Hindu personification of fever

Jvara (ज्वर), also called Jvarasura, is the personification of fever in Hindu tradition. He is the servant, and sometimes the attendant, of the pox-goddess, Shitala.

==Hinduism==

When Shiva was not invited to Daksha's yajna, his wife, Sati, was swept by sorrow. Observing the unease of his wife, Shiva's third eye issued a drop of sweat, and a fearful creature emerged out of the sweat, gleaming like a flame. The creature was dwarfish, with penetrating eyes, donning a green moustache, with hair standing erect on his head and body, looking like hybrid of a hawk and an owl, jet-black in hue, and was dressed in a blood-coloured cloth. He named the creature Jvara, and the creature proceeded to cause a fever to all the devas.

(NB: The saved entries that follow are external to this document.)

// ------------------------------------------------------------------------------------------------
// Scheduler loop
// ------------------------------------------------------------------------------------------------

fn scheduler_loop(shared: Arc<Shared>, job_tx: Sender<Job>, done_rx: Receiver<JobResult>) {
    let mut backoff: Option<Duration> = None;
    let mut last_watermark = Instant::now();

    loop {
        // Drain completed tasks first.
        let mut failed = false;
        while let Ok(result) = done_rx.try_recv() {
            shared.in_flight.fetch_sub(1, AtomicOrdering::AcqRel);
            match complete_job(&shared, result) {
                Ok(()) => backoff = None,
                Err(e) => {
                    failed = true;
                    error!(error = %e, "background task failed");
                    diag_set(BoxError::new(ErrorCode::System, e.to_string()));
                }
            }
        }
        if failed {
            backoff = Some(
                backoff
                    .map(|b| (b * 2).min(BACKOFF_MAX))
                    .unwrap_or(BACKOFF_MIN),
            );
            warn!(backoff = ?backoff, "scheduler backing off after failure");
        }

        if shared.stop.load(AtomicOrdering::Acquire) {
            if shared.in_flight.load(AtomicOrdering::Acquire) == 0 {
                break;
            }
        } else if backoff.is_none() {
            if last_watermark.elapsed() >= WATERMARK_PERIOD {
                shared.quota.recompute_watermark();
                last_watermark = Instant::now();
            }
            match schedule_one(&shared) {
                Ok(Some(job)) => {
                    shared.in_flight.fetch_add(1, AtomicOrdering::AcqRel);
                    if job_tx.send(job).is_err() {
                        break;
                    }
                    continue; // maybe more work is ready
                }
                Ok(None) => {}
                Err(e) => {
                    error!(error = %e, "scheduling failed");
                    backoff = Some(BACKOFF_MIN);
                }
            }
        }

        // Nothing to do: sleep until woken or the back-off elapses.
        let wait = backoff.unwrap_or(IDLE_WAIT);
        if let Ok(mut flagged) = shared.wakeup.0.lock() {
            if !*flagged {
                let (guard, _) = shared
                    .wakeup
                    .1
                    .wait_timeout(flagged, wait)
                    .unwrap_or_else(|e| e.into_inner());
                flagged = guard;
            }
            *flagged = false;
            if backoff.is_some() {
                // The back-off window has been served (or a wakeup cut
                // it short on shutdown).
                backoff = None;
            }
        }
    }
    info!("scheduler stopped");
}

/// Picks at most one task: dumps take priority over compactions.
fn schedule_one(shared: &Arc<Shared>) -> Result<Option<Job>, SchedulerError> {
    let indexes = shared
        .indexes
        .read()
        .map_err(|_| SchedulerError::Internal("RwLock poisoned".into()))?
        .clone();

    let checkpoint_lsn = shared.checkpoint_lsn.load(AtomicOrdering::Acquire);
    let quota_exceeded = shared.quota.exceeded();

    // Dump order: lowest in-memory LSN first.
    let mut dump_head: Option<(i64, Arc<LsmIndex>, Arc<VyRange>)> = None;
    for index in &indexes {
        for range in index.ranges() {
            if range.is_busy() {
                continue;
            }
            let min_lsn = range.mem_min_lsn();
            if min_lsn == i64::MAX {
                continue;
            }
            if dump_head.as_ref().is_none_or(|(best, _, _)| min_lsn < *best) {
                dump_head = Some((min_lsn, Arc::clone(index), range));
            }
        }
    }
    if let Some((min_lsn, index, range)) = dump_head
        && (quota_exceeded || (checkpoint_lsn != i64::MIN && min_lsn <= checkpoint_lsn))
    {
        return Ok(Some(prepare_dump(shared, index, range)?));
    }

    // Compaction order: most runs first.
    let mut compact_head: Option<(usize, Arc<LsmIndex>, Arc<VyRange>)> = None;
    for index in &indexes {
        let compact_wm = index.key_def().opts.compact_wm.max(2) as usize;
        for range in index.ranges() {
            if range.is_busy() {
                continue;
            }
            let runs = range.run_count();
            if runs < compact_wm {
                continue;
            }
            if compact_head.as_ref().is_none_or(|(best, _, _)| runs > *best) {
                compact_head = Some((runs, Arc::clone(index), range));
            }
        }
    }
    if let Some((_, index, range)) = compact_head {
        return Ok(Some(prepare_compact(shared, index, range)?));
    }

    Ok(None)
}

fn prepare_dump(
    shared: &Arc<Shared>,
    index: Arc<LsmIndex>,
    range: Arc<VyRange>,
) -> Result<Job, SchedulerError> {
    if !range.begin_dump()? {
        return Err(SchedulerError::Internal("range became busy".into()));
    }
    // Fresh writes must land in a new mem while the old ones dump.
    range.freeze_mem()?;
    let mems = range.frozen_mems()?;
    if mems.is_empty() {
        range.abort_dump()?;
        return Err(SchedulerError::Internal("nothing to dump".into()));
    }
    let mem_bytes: u64 = mems.iter().map(|m| m.used() as u64).sum();
    let run_id = index.alloc_run_id();
    let oldest_vlsn = shared.tx_manager.min_vlsn();
    debug!(
        space_id = index.space_id,
        index_id = index.index_id,
        range_id = range.id,
        mems = mems.len(),
        bytes = mem_bytes,
        "dump scheduled"
    );
    Ok(Job::Dump(DumpJob {
        index,
        range,
        mems,
        oldest_vlsn,
        run_id,
        mem_bytes,
    }))
}

fn prepare_compact(
    shared: &Arc<Shared>,
    index: Arc<LsmIndex>,
    range: Arc<VyRange>,
) -> Result<Job, SchedulerError> {
    if !range.begin_compact()? {
        return Err(SchedulerError::Internal("range became busy".into()));
    }
    range.freeze_mem()?;
    let mems = range.frozen_mems()?;
    let runs = range.runs()?;
    let mem_bytes: u64 = mems.iter().map(|m| m.used() as u64).sum();

    let split_key = range.needs_split()?;
    let key_def = Arc::clone(index.key_def());
    let new_ranges = match &split_key {
        Some(split) => vec![
            VyRange::new(
                index.alloc_range_id(),
                range.begin().map(<[u8]>::to_vec),
                Some(split.clone()),
                Arc::clone(&key_def),
            ),
            VyRange::new(
                index.alloc_range_id(),
                Some(split.clone()),
                range.end().map(<[u8]>::to_vec),
                Arc::clone(&key_def),
            ),
        ],
        None => vec![VyRange::new(
            index.alloc_range_id(),
            range.begin().map(<[u8]>::to_vec),
            range.end().map(<[u8]>::to_vec),
            Arc::clone(&key_def),
        )],
    };
    for new_range in &new_ranges {
        new_range.set_compact_count(range.compact_count() + 1)?;
        new_range.set_shadow(Some(Arc::clone(&range)))?;
    }
    range.set_new_range_ids(new_ranges.iter().map(|r| r.id).collect())?;

    // Publish the result ranges now: fresh writes go to their active
    // mems while readers keep seeing history through the shadow.
    index.replace_range(&range, new_ranges.clone())?;

    let run_ids = new_ranges.iter().map(|_| index.alloc_run_id()).collect();
    let oldest_vlsn = shared.tx_manager.min_vlsn();
    info!(
        space_id = index.space_id,
        index_id = index.index_id,
        range_id = range.id,
        runs = runs.len(),
        split = split_key.is_some(),
        "compaction scheduled"
    );
    Ok(Job::Compact(CompactJob {
        index,
        old_range: range,
        new_ranges,
        mems,
        runs,
        oldest_vlsn,
        run_ids,
        mem_bytes,
    }))
}

fn complete_job(shared: &Arc<Shared>, result: JobResult) -> Result<(), SchedulerError> {
    match (result.job, result.output) {
        (Job::Dump(job), Ok(JobOutput::Dump(run))) => {
            job.range.complete_dump(&job.mems, run)?;
            shared.quota.release(job.mem_bytes);
            shared.quota.observe_dump(job.mem_bytes, result.elapsed);
            shared.dump_count.fetch_add(1, AtomicOrdering::AcqRel);
            debug!(range_id = job.range.id, elapsed = ?result.elapsed, "dump complete");
            Ok(())
        }
        (Job::Dump(job), Err(e)) => {
            // Keep the mems linked; the range stays re-schedulable.
            job.range.abort_dump()?;
            Err(e)
        }
        (Job::Compact(job), Ok(JobOutput::Compact(outputs))) => {
            for (i, run) in outputs.into_iter().enumerate() {
                let new_range = &job.new_ranges[i];
                if let Some(run) = run {
                    new_range.add_run(run)?;
                }
                new_range.set_shadow(None)?;
            }
            // The old range's runs are superseded; unlink their files.
            for run in &job.runs {
                if let Err(e) = run.unlink() {
                    warn!(run_id = run.id, error = %e, "failed to unlink compacted run");
                }
            }
            shared.quota.release(job.mem_bytes);
            shared.compact_count.fetch_add(1, AtomicOrdering::AcqRel);
            info!(
                old_range = job.old_range.id,
                results = job.new_ranges.len(),
                elapsed = ?result.elapsed,
                "compaction complete"
            );
            Ok(())
        }
        (Job::Compact(job), Err(e)) => {
            // Fold in-flight writes from the result ranges back into
            // the old range, then restore the old cover.
            for new_range in &job.new_ranges {
                for stmt in new_range.active_statements()? {
                    job.old_range.set(stmt)?;
                }
                new_range.set_shadow(None)?;
            }
            job.index
                .replace_span(&job.new_ranges, vec![Arc::clone(&job.old_range)])?;
            job.old_range.abort_compact()?;
            Err(e)
        }
        _ => Err(SchedulerError::Internal(
            "mismatched job/output pairing".into(),
        )),
    }
}

// ------------------------------------------------------------------------------------------------
// Squash worker
// ------------------------------------------------------------------------------------------------

fn squash_loop(shared: Arc<Shared>, rx: Receiver<(Arc<LsmIndex>, Vec<u8>)>) {
    loop {
        let Ok((index, key)) =
            rx.recv_timeout(Duration::from_millis(200))
        else {
            if shared.stop.load(AtomicOrdering::Acquire) {
                break;
            }
            continue;
        };
        if let Err(e) = squash_key(&index, &key) {
            warn!(error = %e, "upsert squash failed");
        }
    }
    info!("squash worker stopped");
}

/// Materializes the newest visible version of `key` as a REPLACE and
/// re-inserts it over the top of the upsert chain, clearing the
/// pending counter.
fn squash_key(index: &Arc<LsmIndex>, key: &[u8]) -> Result<(), SchedulerError> {
    let mut reader = ReadIterator::new(Arc::clone(index), IteratorType::Eq, key, i64::MAX, None);
    let materialized = reader.next()?;
    reader.close();
    let Some(stmt) = materialized else {
        return Ok(()); // chain ended in a DELETE, nothing to pin
    };
    let range = index.find_range(key)?;
    range.set(stmt)?;
    debug!(
        space_id = index.space_id,
        index_id = index.index_id,
        "upsert chain squashed"
    );
    Ok(())
}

Once, Vishnu was inflicted with the fever of Jvarasura, when in the form of Hayagriva. He then killed the fever-demon by cutting him into three pieces using his discus, the Sudarshana Chakra. However, Jvarasura was later revived by Brahma, who joined the three parts. But, by that time, each three parts had grown a head and a limb. Thus, Jvarasura is depicted as having three faces, three feet, and remarkable ability to move in all directions at once. He was later selected as servant of the pox-goddess, Shitala.

=== Cult ===
The cult of Shitala-Jvarasura is widely popular in Bengali culture. Incidentally, in Bengali, Oriya, Kannada and Hindi languages, fever is referred to as Jvara. and Asura means demon. The name Jvarasura is combination of these two words - Jvara (meaning fever) and Asura (meaning demon) - Jvarasura. Thus, Jvarasura means the demon of fever. Jvarasura is disguised as a young servant. Shitala, Jvarasura is widely worshipped by village folk in whole of North India, as a protector of pox and fever diseases.

==Buddhism==
In Buddhist tradition, Jvarasura is depicted sometimes as consort of Paranashavari, the Buddhist goddess of diseases. In some images, these deities are shown as flying away with Shitala, to escape from wrath of Parnashvari.